The answer should consist solely of the lines from the first one below through the line containing "use tokio::sync::RwLock;", copied exactly.

───── Records for the task ─────

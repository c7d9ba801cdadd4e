//! Subscriber registry and best-effort fan-out of push notifications.

use futures::stream::{self, StreamExt};
use serde::{Deserialize, Serialize};
use std::collections::{BTreeSet, HashMap, HashSet, VecDeque};
use std::sync::{Arc, Mutex};
use tokio::sync::RwLock;
use tracing::{debug, error, info, warn};

use super::push::{DeliveryError, PushPayload, PushService, PushSubscription};
use crate::constants::notify::{MAX_CONCURRENT_DELIVERIES, RETRY_BUFFER_CAPACITY};

/// A push subscription and the teams it wants alerts for
#[derive(Debug, Clone, PartialEq, Eq, Serialize, Deserialize)]
pub struct Subscriber {
    pub subscription: PushSubscription,
    #[serde(default)]
    pub favorite_team_ids: BTreeSet<i64>,
}

impl Subscriber {
    pub fn new(
        subscription: PushSubscription,
        favorite_team_ids: impl IntoIterator<Item = i64>,
    ) -> Self {
        Self {
            subscription,
            favorite_team_ids: favorite_team_ids.into_iter().collect(),
        }
    }

    pub fn endpoint(&self) -> &str {
        &self.subscription.endpoint
    }

    pub fn follows(&self, team_id: i64) -> bool {
        self.favorite_team_ids.contains(&team_id)
    }
}

/// In-memory subscribers keyed by push endpoint.
///
/// Subscribing again from the same endpoint replaces the earlier record.
#[derive(Debug, Default)]
pub struct SubscriptionRegistry {
    subscribers: RwLock<HashMap<String, Subscriber>>,
}

impl SubscriptionRegistry {
    pub fn new() -> Self {
        Self::default()
    }

    /// Inserts or replaces the subscriber for its endpoint.
    /// Returns `true` when an existing record was replaced.
    pub async fn upsert(&self, subscriber: Subscriber) -> bool {
        let endpoint = subscriber.endpoint().to_string();
        let replaced = self
            .subscribers
            .write()
            .await
            .insert(endpoint.clone(), subscriber)
            .is_some();
        if replaced {
            debug!("Updated subscription {}", endpoint);
        } else {
            info!("New push subscription {}", endpoint);
        }
        replaced
    }

    pub async fn remove(&self, endpoint: &str) -> bool {
        self.subscribers.write().await.remove(endpoint).is_some()
    }

    pub async fn get(&self, endpoint: &str) -> Option<Subscriber> {
        self.subscribers.read().await.get(endpoint).cloned()
    }

    pub async fn contains(&self, endpoint: &str) -> bool {
        self.subscribers.read().await.contains_key(endpoint)
    }

    /// Union of every subscriber's favorite teams
    pub async fn favorite_team_ids(&self) -> HashSet<i64> {
        self.subscribers
            .read()
            .await
            .values()
            .flat_map(|s| s.favorite_team_ids.iter().copied())
            .collect()
    }

    pub async fn subscribers_for_team(&self, team_id: i64) -> Vec<Subscriber> {
        self.subscribers
            .read()
            .await
            .values()
            .filter(|s| s.follows(team_id))
            .cloned()
            .collect()
    }

    pub async fn len(&self) -> usize {
        self.subscribers.read().await.len()
    }

    pub async fn is_empty(&self) -> bool {
        self.subscribers.read().await.is_empty()
    }
}

/// Counts from one fan-out
#[derive(Debug, Clone, Copy, Default, PartialEq, Eq, Serialize)]
pub struct DispatchReport {
    pub targeted: usize,
    pub delivered: usize,
    pub failed: usize,
    pub removed: usize,
}

impl DispatchReport {
    pub fn merge(&mut self, other: DispatchReport) {
        self.targeted += other.targeted;
        self.delivered += other.delivered;
        self.failed += other.failed;
        self.removed += other.removed;
    }
}

/// A delivery that failed once and waits for its single retry
#[derive(Debug, Clone)]
struct PendingDelivery {
    subscription: PushSubscription,
    payload: Arc<[u8]>,
}

pub struct NotificationDispatcher {
    registry: Arc<SubscriptionRegistry>,
    push: Arc<dyn PushService>,
    retry_buffer: Mutex<VecDeque<PendingDelivery>>,
}

impl NotificationDispatcher {
    pub fn new(registry: Arc<SubscriptionRegistry>, push: Arc<dyn PushService>) -> Self {
        Self {
            registry,
            push,
            retry_buffer: Mutex::new(VecDeque::new()),
        }
    }

    pub fn registry(&self) -> &Arc<SubscriptionRegistry> {
        &self.registry
    }

    pub fn push_enabled(&self) -> bool {
        self.push.is_enabled()
    }

    pub fn pending_retries(&self) -> usize {
        self.lock_retry_buffer().len()
    }

    fn lock_retry_buffer(&self) -> std::sync::MutexGuard<'_, VecDeque<PendingDelivery>> {
        self.retry_buffer
            .lock()
            .unwrap_or_else(|poisoned| poisoned.into_inner())
    }

    /// Delivers `payload` to every subscriber following `team_id`.
    ///
    /// Each delivery stands alone: failures are logged and counted, never
    /// raised. Subscriptions the push service reports as gone are removed;
    /// other failures are parked for one retry on the next run.
    pub async fn notify_team_subscribers(
        &self,
        team_id: i64,
        payload: &PushPayload,
    ) -> DispatchReport {
        let targets: Vec<PushSubscription> = self
            .registry
            .subscribers_for_team(team_id)
            .await
            .into_iter()
            .map(|s| s.subscription)
            .collect();

        if targets.is_empty() {
            debug!("No subscribers follow team {}", team_id);
            return DispatchReport::default();
        }

        let bytes: Arc<[u8]> = match payload.to_bytes() {
            Ok(bytes) => bytes.into(),
            Err(e) => {
                error!("Failed to encode push payload: {}", e);
                return DispatchReport::default();
            }
        };

        let report = self.deliver_all(targets, bytes, true).await;
        info!(
            "Team {} notification '{}': {} targeted, {} delivered, {} failed, {} removed",
            team_id, payload.title, report.targeted, report.delivered, report.failed, report.removed
        );
        report
    }

    /// Re-attempts deliveries that failed during the previous run, once.
    /// Anything that fails again is dropped.
    pub async fn retry_failed(&self) -> DispatchReport {
        let parked: Vec<PendingDelivery> = self.lock_retry_buffer().drain(..).collect();
        if parked.is_empty() {
            return DispatchReport::default();
        }

        let mut report = DispatchReport::default();
        for pending in parked {
            // Unsubscribed or removed since the failure
            if !self.registry.contains(&pending.subscription.endpoint).await {
                continue;
            }
            let single = self
                .deliver_all(vec![pending.subscription], pending.payload, false)
                .await;
            report.merge(single);
        }

        if report.targeted > 0 {
            info!(
                "Retried {} parked deliveries: {} delivered, {} dropped",
                report.targeted, report.delivered, report.failed
            );
        }
        report
    }

    async fn deliver_all(
        &self,
        targets: Vec<PushSubscription>,
        payload: Arc<[u8]>,
        park_failures: bool,
    ) -> DispatchReport {
        let push = Arc::clone(&self.push);
        let outcomes: Vec<(PushSubscription, Result<(), DeliveryError>)> = stream::iter(targets)
            .map(|subscription| {
                let push = Arc::clone(&push);
                let payload = Arc::clone(&payload);
                async move {
                    let result = push.deliver(&subscription, &payload).await;
                    (subscription, result)
                }
            })
            .buffer_unordered(MAX_CONCURRENT_DELIVERIES)
            .collect()
            .await;

        let mut report = DispatchReport {
            targeted: outcomes.len(),
            ..Default::default()
        };

        for (subscription, result) in outcomes {
            match result {
                Ok(()) => report.delivered += 1,
                Err(DeliveryError::Gone) => {
                    warn!("Removing expired subscription {}", subscription.endpoint);
                    if self.registry.remove(&subscription.endpoint).await {
                        report.removed += 1;
                    }
                }
                Err(DeliveryError::Failed(reason)) => {
                    warn!("Push to {} failed: {}", subscription.endpoint, reason);
                    report.failed += 1;
                    if park_failures {
                        self.park(PendingDelivery {
                            subscription,
                            payload: Arc::clone(&payload),
                        });
                    }
                }
            }
        }

        report
    }

    fn park(&self, pending: PendingDelivery) {
        if !self.push.is_enabled() {
            return;
        }
        let mut buffer = self.lock_retry_buffer();
        if buffer.len() >= RETRY_BUFFER_CAPACITY
            && let Some(dropped) = buffer.pop_front()
        {
            warn!(
                "Retry buffer full, dropping oldest delivery for {}",
                dropped.subscription.endpoint
            );
        }
        buffer.push_back(pending);
    }
}
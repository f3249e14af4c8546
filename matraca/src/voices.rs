//! Built-in voice catalog for the speech service.
//!
//! Labels map to real service voice identifiers, grouped by locale. The
//! service does not publish a consistent age classification, so the "young"
//! and "mature" labels reuse an adult voice wherever a locale has no distinct
//! option; those fallbacks are marked inline. A child voice is only listed
//! where the service tags one (en-US).
//!
//! The table is immutable. The pipeline never reads it: callers resolve a
//! label here and pass the resulting identifier into the job as an opaque
//! string, so unlisted service voices work too.

/// One locale's worth of selectable voices.
#[derive(Debug, Clone, Copy)]
pub struct LocaleVoices {
    /// Human-readable language name.
    pub language: &'static str,
    /// BCP-47 locale tag.
    pub locale: &'static str,
    /// `(label, service voice id)` pairs in display order. Labels carry the
    /// locale tag so they stay unique across the whole catalog.
    pub voices: &'static [(&'static str, &'static str)],
}

pub const CATALOG: &[LocaleVoices] = &[
    LocaleVoices {
        language: "Portuguese (Brazil)",
        locale: "pt-BR",
        voices: &[
            ("Adult narrator (male / pt-BR)", "pt-BR-AntonioNeural"),
            ("Adult narrator (female / pt-BR)", "pt-BR-FranciscaNeural"),
            // Only male voice in pt-BR.
            ("Young voice (male / pt-BR)", "pt-BR-AntonioNeural"),
            ("Young voice (female / pt-BR)", "pt-BR-ThalitaMultilingualNeural"),
            // No official senior voices; the deepest adult timbres stand in.
            ("Mature voice (male / pt-BR)", "pt-BR-AntonioNeural"),
            ("Mature voice (female / pt-BR)", "pt-BR-FranciscaNeural"),
        ],
    },
    LocaleVoices {
        language: "Spanish (Spain)",
        locale: "es-ES",
        voices: &[
            ("Adult narrator (male / es-ES)", "es-ES-AlvaroNeural"),
            ("Adult narrator (female / es-ES)", "es-ES-ElviraNeural"),
            // Only male voice in es-ES.
            ("Young voice (male / es-ES)", "es-ES-AlvaroNeural"),
            ("Young voice (female / es-ES)", "es-ES-XimenaNeural"),
            ("Mature voice (male / es-ES)", "es-ES-AlvaroNeural"),
            ("Mature voice (female / es-ES)", "es-ES-ElviraNeural"),
        ],
    },
    LocaleVoices {
        language: "English (United States)",
        locale: "en-US",
        voices: &[
            ("Adult narrator (male / en-US)", "en-US-GuyNeural"),
            ("Adult narrator (female / en-US)", "en-US-JennyNeural"),
            ("Young voice (male / en-US)", "en-US-BrianNeural"),
            ("Young voice (female / en-US)", "en-US-EmmaNeural"),
            // Tagged Cartoon/Cute by the service.
            ("Child voice (female / en-US)", "en-US-AnaNeural"),
            ("Mature voice (male / en-US)", "en-US-ChristopherNeural"),
            ("Mature voice (female / en-US)", "en-US-AriaNeural"),
        ],
    },
    LocaleVoices {
        language: "French (France)",
        locale: "fr-FR",
        voices: &[
            ("Adult narrator (male / fr-FR)", "fr-FR-HenriNeural"),
            ("Adult narrator (female / fr-FR)", "fr-FR-DeniseNeural"),
            ("Young voice (male / fr-FR)", "fr-FR-RemyMultilingualNeural"),
            ("Young voice (female / fr-FR)", "fr-FR-EloiseNeural"),
            ("Mature voice (male / fr-FR)", "fr-FR-HenriNeural"),
            ("Mature voice (female / fr-FR)", "fr-FR-VivienneMultilingualNeural"),
        ],
    },
    LocaleVoices {
        language: "German (Germany)",
        locale: "de-DE",
        voices: &[
            ("Adult narrator (male / de-DE)", "de-DE-ConradNeural"),
            ("Adult narrator (female / de-DE)", "de-DE-KatjaNeural"),
            ("Young voice (male / de-DE)", "de-DE-KillianNeural"),
            ("Young voice (female / de-DE)", "de-DE-AmalaNeural"),
            ("Mature voice (male / de-DE)", "de-DE-FlorianMultilingualNeural"),
            ("Mature voice (female / de-DE)", "de-DE-SeraphinaMultilingualNeural"),
        ],
    },
];

/// Resolve a display label to its service voice identifier.
pub fn resolve(label: &str) -> Option<&'static str> {
    CATALOG
        .iter()
        .flat_map(|l| l.voices.iter())
        .find(|(name, _)| *name == label)
        .map(|(_, id)| *id)
}

/// Look up a locale's voice list by its BCP-47 tag.
pub fn find_locale(tag: &str) -> Option<&'static LocaleVoices> {
    CATALOG.iter().find(|l| l.locale.eq_ignore_ascii_case(tag))
}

─────

• Exercise response
repository c7d9ba801cdadd4e
//! Subscriber registry and best-effort fan-out of push notifications.

use futures::stream::{self, StreamExt};
use serde::{Deserialize, Serialize};
use std::collections::{BTreeSet, HashMap, HashSet, VecDeque};
use std::sync::{Arc, Mutex};
use tokio::sync::RwLock;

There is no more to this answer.